- WHAT TO DO -
Scan the data that follows and count the lines with the string "label"; answer with the count alone.

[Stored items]
Segment Open

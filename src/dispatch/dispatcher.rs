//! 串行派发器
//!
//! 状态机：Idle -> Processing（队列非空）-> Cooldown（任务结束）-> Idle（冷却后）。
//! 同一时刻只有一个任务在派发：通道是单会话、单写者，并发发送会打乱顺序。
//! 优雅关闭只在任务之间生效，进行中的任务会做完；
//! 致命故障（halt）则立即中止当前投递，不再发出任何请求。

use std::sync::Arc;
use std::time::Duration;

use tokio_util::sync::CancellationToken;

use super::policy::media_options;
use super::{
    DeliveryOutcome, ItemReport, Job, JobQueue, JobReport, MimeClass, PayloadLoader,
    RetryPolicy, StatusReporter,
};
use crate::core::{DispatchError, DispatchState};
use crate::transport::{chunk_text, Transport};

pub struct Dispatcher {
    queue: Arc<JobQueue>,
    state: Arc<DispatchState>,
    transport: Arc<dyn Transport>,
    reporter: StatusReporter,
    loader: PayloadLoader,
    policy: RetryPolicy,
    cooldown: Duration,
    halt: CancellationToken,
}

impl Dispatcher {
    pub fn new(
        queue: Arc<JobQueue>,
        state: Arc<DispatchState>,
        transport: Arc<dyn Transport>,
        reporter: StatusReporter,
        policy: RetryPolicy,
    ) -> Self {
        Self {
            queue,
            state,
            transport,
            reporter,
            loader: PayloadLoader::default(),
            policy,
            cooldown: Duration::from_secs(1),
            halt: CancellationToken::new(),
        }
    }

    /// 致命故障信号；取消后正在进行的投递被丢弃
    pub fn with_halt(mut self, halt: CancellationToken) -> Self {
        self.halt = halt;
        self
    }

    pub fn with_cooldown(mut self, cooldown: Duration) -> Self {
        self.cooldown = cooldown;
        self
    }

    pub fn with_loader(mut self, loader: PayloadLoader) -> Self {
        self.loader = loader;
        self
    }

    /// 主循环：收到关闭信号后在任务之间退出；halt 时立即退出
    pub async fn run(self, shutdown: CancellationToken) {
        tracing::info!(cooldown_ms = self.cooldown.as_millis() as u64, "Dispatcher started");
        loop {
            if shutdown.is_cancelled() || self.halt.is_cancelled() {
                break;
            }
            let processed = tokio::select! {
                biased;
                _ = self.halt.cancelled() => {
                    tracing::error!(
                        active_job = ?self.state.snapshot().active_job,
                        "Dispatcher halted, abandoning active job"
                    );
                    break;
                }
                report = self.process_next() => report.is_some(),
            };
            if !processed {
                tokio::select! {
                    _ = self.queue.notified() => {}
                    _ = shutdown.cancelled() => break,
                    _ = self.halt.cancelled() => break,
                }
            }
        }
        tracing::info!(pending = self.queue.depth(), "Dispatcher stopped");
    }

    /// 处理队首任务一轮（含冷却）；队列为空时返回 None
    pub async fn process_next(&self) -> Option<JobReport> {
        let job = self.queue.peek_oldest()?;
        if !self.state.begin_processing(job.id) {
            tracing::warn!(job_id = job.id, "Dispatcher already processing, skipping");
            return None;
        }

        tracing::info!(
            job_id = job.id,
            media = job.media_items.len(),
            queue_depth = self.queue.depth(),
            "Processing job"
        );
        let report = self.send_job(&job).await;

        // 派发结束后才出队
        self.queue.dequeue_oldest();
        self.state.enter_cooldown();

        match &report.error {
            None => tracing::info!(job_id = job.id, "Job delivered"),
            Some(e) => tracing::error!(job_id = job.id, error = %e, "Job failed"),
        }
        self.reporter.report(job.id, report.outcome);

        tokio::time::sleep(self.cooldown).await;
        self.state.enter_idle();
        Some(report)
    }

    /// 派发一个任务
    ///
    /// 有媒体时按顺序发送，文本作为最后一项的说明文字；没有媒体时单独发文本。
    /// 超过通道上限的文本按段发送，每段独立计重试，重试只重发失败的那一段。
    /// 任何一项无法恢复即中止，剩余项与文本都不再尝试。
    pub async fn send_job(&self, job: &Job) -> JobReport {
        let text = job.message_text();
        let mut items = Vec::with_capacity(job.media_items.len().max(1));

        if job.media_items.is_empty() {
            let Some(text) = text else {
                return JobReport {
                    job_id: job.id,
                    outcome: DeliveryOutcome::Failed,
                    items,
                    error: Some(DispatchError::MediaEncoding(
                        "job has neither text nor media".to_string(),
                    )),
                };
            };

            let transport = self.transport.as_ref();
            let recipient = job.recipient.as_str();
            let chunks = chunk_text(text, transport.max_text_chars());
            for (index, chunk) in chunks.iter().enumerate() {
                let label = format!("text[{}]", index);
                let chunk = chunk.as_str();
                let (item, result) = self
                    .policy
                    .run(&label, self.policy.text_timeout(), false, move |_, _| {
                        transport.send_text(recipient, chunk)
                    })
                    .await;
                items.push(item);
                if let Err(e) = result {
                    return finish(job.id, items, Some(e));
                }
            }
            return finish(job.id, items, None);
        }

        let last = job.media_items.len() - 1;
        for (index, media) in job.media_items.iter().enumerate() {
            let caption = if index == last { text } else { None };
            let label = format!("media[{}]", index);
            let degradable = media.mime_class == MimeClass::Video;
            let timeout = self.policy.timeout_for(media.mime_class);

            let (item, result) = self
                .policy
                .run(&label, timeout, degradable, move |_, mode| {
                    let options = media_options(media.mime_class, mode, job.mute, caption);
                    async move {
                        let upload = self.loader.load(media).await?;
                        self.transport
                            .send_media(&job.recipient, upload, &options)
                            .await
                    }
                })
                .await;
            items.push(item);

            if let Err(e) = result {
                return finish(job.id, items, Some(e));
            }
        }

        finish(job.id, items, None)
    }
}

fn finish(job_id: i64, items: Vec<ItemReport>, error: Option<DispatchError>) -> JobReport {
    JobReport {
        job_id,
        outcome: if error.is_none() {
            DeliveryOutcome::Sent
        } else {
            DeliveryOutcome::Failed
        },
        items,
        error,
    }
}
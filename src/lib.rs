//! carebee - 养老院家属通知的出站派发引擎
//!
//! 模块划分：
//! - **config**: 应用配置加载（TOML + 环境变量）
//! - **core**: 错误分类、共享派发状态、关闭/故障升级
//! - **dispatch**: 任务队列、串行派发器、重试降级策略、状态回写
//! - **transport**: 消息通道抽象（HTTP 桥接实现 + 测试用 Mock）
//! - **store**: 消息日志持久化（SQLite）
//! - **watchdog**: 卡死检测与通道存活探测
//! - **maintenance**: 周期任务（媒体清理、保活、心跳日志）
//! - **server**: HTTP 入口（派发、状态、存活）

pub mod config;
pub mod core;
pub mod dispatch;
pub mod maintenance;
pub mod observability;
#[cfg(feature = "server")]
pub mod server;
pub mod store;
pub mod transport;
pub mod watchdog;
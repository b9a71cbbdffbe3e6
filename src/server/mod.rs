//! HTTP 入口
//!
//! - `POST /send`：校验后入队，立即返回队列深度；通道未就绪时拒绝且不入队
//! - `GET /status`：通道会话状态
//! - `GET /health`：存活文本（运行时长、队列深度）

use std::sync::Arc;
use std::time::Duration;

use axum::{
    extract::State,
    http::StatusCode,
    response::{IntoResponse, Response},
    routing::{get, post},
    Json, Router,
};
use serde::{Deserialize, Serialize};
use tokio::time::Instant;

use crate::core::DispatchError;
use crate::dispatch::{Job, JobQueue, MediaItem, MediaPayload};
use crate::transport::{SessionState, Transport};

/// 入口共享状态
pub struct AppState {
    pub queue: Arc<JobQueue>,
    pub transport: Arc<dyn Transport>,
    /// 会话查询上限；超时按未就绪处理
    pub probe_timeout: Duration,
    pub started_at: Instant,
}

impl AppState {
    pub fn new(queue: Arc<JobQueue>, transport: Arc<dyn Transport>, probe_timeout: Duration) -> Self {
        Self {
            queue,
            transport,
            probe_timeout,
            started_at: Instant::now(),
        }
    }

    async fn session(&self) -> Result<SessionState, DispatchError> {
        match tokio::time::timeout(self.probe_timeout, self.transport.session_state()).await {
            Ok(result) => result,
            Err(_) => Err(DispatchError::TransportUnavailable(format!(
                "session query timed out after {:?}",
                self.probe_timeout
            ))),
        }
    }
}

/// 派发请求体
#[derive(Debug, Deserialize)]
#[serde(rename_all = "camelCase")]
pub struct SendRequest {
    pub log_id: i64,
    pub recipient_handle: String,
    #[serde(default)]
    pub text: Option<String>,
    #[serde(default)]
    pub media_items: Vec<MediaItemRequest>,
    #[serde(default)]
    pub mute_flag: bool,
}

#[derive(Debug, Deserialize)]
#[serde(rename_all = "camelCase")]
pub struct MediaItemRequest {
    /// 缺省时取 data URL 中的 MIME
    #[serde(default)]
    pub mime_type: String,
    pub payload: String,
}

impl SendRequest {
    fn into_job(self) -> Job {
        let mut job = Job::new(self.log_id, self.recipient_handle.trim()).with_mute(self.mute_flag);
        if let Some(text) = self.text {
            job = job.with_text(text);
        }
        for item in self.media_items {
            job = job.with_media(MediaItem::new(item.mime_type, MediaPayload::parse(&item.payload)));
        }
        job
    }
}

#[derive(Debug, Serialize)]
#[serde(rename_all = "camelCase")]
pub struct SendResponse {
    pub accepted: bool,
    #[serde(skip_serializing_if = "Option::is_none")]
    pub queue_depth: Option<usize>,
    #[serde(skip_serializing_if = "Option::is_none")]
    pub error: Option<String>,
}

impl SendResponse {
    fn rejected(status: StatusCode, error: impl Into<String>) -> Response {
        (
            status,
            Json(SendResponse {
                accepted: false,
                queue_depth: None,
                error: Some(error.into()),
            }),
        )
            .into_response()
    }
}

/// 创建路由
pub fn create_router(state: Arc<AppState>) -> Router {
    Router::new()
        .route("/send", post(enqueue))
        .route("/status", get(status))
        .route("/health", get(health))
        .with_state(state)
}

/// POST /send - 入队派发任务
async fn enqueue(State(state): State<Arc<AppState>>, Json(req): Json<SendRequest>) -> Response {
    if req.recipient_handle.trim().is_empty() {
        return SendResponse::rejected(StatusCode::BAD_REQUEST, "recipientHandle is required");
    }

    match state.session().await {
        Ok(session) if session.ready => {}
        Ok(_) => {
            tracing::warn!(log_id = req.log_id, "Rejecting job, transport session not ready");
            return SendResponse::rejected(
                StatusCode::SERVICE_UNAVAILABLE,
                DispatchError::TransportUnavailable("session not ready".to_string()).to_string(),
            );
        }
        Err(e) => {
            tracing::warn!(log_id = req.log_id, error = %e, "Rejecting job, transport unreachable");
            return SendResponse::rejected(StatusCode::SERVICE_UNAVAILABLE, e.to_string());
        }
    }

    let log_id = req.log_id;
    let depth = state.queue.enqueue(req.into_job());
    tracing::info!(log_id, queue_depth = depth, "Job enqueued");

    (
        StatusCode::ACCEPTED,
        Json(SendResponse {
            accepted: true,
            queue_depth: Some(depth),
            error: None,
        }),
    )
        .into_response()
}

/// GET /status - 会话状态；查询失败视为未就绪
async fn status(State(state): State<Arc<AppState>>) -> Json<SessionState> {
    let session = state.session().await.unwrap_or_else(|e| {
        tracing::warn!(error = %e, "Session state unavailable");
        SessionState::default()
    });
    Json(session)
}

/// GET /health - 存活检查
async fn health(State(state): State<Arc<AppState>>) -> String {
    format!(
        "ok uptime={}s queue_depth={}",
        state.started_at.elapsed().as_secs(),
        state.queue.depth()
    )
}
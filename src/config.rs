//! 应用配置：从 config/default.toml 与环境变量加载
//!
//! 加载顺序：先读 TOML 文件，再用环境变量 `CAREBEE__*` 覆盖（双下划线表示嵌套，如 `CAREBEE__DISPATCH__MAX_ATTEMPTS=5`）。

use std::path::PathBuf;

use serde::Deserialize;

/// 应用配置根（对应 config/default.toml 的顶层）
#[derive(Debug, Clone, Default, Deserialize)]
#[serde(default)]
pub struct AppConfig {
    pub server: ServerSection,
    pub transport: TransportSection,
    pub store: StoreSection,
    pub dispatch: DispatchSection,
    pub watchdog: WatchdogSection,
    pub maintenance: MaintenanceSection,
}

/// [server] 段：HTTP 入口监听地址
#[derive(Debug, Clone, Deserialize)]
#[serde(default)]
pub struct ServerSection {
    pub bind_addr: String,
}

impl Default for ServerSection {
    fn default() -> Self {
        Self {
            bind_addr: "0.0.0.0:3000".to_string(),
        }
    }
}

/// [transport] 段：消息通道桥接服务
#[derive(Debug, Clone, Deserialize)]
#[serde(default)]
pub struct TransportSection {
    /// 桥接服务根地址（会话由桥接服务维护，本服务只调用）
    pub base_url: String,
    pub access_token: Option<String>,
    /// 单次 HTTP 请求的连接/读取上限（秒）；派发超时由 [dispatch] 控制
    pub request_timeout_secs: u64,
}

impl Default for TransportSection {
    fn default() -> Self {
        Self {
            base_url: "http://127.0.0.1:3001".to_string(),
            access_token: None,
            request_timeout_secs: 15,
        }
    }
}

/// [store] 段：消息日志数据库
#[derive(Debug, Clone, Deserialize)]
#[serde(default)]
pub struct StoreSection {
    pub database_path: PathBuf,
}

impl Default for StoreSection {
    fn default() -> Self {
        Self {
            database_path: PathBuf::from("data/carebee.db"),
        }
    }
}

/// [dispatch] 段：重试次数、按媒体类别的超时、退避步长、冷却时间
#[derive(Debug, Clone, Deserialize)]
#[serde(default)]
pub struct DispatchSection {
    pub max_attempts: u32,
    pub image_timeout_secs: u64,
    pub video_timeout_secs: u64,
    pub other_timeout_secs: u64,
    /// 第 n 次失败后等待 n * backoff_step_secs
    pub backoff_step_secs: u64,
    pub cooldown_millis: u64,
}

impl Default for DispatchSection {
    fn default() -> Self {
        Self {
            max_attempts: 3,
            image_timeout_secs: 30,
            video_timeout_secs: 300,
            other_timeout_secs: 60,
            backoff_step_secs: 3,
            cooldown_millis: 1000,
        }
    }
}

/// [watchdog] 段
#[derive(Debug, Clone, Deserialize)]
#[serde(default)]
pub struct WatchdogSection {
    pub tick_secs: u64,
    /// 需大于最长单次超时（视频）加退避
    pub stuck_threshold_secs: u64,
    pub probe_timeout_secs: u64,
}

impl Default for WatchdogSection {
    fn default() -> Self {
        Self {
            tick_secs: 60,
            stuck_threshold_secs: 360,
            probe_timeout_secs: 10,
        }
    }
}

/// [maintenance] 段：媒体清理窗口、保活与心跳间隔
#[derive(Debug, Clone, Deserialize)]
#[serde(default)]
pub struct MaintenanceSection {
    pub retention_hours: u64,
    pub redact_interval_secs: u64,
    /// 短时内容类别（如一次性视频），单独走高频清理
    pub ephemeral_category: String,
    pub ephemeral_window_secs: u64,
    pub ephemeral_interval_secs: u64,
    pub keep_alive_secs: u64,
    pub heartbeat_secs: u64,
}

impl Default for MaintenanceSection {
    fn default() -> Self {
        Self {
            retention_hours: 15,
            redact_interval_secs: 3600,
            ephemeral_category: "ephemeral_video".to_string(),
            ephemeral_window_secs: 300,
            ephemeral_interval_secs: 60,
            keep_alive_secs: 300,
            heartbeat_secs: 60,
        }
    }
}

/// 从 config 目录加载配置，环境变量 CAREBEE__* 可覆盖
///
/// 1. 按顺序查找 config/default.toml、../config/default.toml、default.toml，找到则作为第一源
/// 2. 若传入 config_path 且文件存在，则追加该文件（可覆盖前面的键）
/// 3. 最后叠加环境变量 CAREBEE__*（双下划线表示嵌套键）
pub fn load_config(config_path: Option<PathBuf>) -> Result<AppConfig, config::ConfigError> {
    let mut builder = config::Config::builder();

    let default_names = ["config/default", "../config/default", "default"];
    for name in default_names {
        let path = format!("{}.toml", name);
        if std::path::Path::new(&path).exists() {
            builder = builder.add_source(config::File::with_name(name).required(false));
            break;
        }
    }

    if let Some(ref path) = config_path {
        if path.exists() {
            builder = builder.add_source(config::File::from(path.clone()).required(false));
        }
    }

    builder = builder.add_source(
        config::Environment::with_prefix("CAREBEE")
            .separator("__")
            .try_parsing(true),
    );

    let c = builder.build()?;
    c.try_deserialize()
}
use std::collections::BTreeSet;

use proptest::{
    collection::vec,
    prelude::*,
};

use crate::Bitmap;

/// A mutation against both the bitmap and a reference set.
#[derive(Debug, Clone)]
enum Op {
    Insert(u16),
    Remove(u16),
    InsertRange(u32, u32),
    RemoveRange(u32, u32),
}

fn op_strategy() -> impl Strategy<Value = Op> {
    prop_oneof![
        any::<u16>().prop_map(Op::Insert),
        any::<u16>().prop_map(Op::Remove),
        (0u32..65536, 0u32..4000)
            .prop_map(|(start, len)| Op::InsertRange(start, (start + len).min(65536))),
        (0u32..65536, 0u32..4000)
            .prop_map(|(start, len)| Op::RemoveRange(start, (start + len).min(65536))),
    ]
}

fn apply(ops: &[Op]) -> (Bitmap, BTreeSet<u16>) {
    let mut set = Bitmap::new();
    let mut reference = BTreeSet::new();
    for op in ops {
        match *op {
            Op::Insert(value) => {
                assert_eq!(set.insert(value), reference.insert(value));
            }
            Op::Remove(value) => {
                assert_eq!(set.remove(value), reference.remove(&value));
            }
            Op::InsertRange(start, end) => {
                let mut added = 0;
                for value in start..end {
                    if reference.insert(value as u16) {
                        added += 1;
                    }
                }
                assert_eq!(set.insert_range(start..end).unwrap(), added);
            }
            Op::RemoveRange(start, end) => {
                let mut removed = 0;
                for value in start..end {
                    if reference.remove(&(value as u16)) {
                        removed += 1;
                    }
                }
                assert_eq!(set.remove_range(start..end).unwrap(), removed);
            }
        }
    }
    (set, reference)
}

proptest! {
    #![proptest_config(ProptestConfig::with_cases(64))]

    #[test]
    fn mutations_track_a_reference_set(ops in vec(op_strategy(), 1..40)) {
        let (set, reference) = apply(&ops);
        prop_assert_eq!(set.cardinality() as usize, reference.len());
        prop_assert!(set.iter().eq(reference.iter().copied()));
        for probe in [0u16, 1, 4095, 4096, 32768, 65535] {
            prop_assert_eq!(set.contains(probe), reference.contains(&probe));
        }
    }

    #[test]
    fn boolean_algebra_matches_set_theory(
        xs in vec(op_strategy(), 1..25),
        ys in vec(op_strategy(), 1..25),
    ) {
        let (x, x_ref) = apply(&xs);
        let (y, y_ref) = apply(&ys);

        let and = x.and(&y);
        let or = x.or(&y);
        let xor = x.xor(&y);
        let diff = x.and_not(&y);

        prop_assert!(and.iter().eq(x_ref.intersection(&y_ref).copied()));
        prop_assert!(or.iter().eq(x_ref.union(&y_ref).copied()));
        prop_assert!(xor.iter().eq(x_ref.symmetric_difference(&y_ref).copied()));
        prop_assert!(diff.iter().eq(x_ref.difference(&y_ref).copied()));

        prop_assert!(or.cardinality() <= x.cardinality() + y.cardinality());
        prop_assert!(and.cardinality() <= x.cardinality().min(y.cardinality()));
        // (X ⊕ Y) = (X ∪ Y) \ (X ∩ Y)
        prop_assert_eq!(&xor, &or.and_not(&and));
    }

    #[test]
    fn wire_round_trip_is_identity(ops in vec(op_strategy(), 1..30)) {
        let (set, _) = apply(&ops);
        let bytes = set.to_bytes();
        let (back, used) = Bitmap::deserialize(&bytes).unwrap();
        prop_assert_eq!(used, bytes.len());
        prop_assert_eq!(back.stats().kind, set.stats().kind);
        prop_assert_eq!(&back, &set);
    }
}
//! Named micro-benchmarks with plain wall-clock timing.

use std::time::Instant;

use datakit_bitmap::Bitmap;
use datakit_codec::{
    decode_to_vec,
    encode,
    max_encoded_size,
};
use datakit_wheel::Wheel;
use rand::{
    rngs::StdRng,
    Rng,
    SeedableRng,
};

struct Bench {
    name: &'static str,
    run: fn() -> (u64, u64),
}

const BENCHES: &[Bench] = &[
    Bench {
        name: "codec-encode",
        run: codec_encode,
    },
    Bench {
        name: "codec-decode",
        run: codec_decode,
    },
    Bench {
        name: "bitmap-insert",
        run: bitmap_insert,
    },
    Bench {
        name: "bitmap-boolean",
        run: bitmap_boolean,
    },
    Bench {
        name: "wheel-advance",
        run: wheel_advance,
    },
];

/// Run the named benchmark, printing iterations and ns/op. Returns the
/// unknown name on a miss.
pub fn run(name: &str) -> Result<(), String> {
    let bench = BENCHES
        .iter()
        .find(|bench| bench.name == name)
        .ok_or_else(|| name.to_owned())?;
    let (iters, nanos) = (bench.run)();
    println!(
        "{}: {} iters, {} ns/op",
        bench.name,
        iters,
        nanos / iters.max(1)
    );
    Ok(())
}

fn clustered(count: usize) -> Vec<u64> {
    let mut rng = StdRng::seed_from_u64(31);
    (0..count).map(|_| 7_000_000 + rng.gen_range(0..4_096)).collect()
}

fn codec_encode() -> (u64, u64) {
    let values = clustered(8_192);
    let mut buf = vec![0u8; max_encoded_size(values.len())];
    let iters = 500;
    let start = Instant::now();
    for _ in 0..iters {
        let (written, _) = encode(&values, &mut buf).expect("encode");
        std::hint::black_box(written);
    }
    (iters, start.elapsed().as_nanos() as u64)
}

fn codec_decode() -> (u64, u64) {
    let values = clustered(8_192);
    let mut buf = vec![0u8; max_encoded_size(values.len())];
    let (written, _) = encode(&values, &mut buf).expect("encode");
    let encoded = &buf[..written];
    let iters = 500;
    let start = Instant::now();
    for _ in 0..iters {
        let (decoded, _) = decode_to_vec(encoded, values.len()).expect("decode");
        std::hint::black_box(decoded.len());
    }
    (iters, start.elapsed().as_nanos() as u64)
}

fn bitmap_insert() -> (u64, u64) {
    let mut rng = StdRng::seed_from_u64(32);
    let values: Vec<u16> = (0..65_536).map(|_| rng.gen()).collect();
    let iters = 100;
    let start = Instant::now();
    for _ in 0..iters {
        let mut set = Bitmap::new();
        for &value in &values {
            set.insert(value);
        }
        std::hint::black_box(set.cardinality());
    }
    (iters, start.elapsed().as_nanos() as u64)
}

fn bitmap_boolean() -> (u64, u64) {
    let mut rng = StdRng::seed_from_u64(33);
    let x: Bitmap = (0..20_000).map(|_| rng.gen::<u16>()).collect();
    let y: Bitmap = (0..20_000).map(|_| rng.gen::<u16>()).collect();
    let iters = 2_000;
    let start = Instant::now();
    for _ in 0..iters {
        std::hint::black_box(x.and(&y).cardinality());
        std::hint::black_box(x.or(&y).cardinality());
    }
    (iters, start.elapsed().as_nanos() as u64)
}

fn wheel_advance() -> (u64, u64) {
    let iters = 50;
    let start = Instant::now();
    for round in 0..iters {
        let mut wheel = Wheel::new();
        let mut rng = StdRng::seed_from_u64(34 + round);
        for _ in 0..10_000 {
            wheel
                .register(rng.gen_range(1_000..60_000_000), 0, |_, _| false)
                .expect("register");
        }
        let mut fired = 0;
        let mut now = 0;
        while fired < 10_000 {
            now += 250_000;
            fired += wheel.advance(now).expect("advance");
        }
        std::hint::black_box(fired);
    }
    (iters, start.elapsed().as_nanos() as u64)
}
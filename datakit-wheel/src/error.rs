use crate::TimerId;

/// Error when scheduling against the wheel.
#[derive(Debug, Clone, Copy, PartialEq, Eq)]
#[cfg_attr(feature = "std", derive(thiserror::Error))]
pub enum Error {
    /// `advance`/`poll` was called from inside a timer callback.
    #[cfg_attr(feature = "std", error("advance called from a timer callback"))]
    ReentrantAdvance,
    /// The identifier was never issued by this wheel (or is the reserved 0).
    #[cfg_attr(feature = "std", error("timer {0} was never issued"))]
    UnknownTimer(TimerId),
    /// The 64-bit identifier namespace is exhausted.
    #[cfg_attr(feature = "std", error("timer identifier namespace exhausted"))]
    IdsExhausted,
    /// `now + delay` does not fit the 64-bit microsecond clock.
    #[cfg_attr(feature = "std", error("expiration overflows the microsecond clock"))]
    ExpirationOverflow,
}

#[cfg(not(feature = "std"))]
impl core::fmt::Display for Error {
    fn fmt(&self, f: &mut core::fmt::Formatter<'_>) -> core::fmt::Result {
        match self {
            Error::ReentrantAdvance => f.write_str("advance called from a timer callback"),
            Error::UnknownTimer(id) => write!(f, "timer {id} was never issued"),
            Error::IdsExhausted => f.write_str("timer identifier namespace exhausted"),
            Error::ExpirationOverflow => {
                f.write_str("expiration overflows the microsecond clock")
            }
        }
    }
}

Segment Closed

- RESULT FOR THIS EXERCISE -
4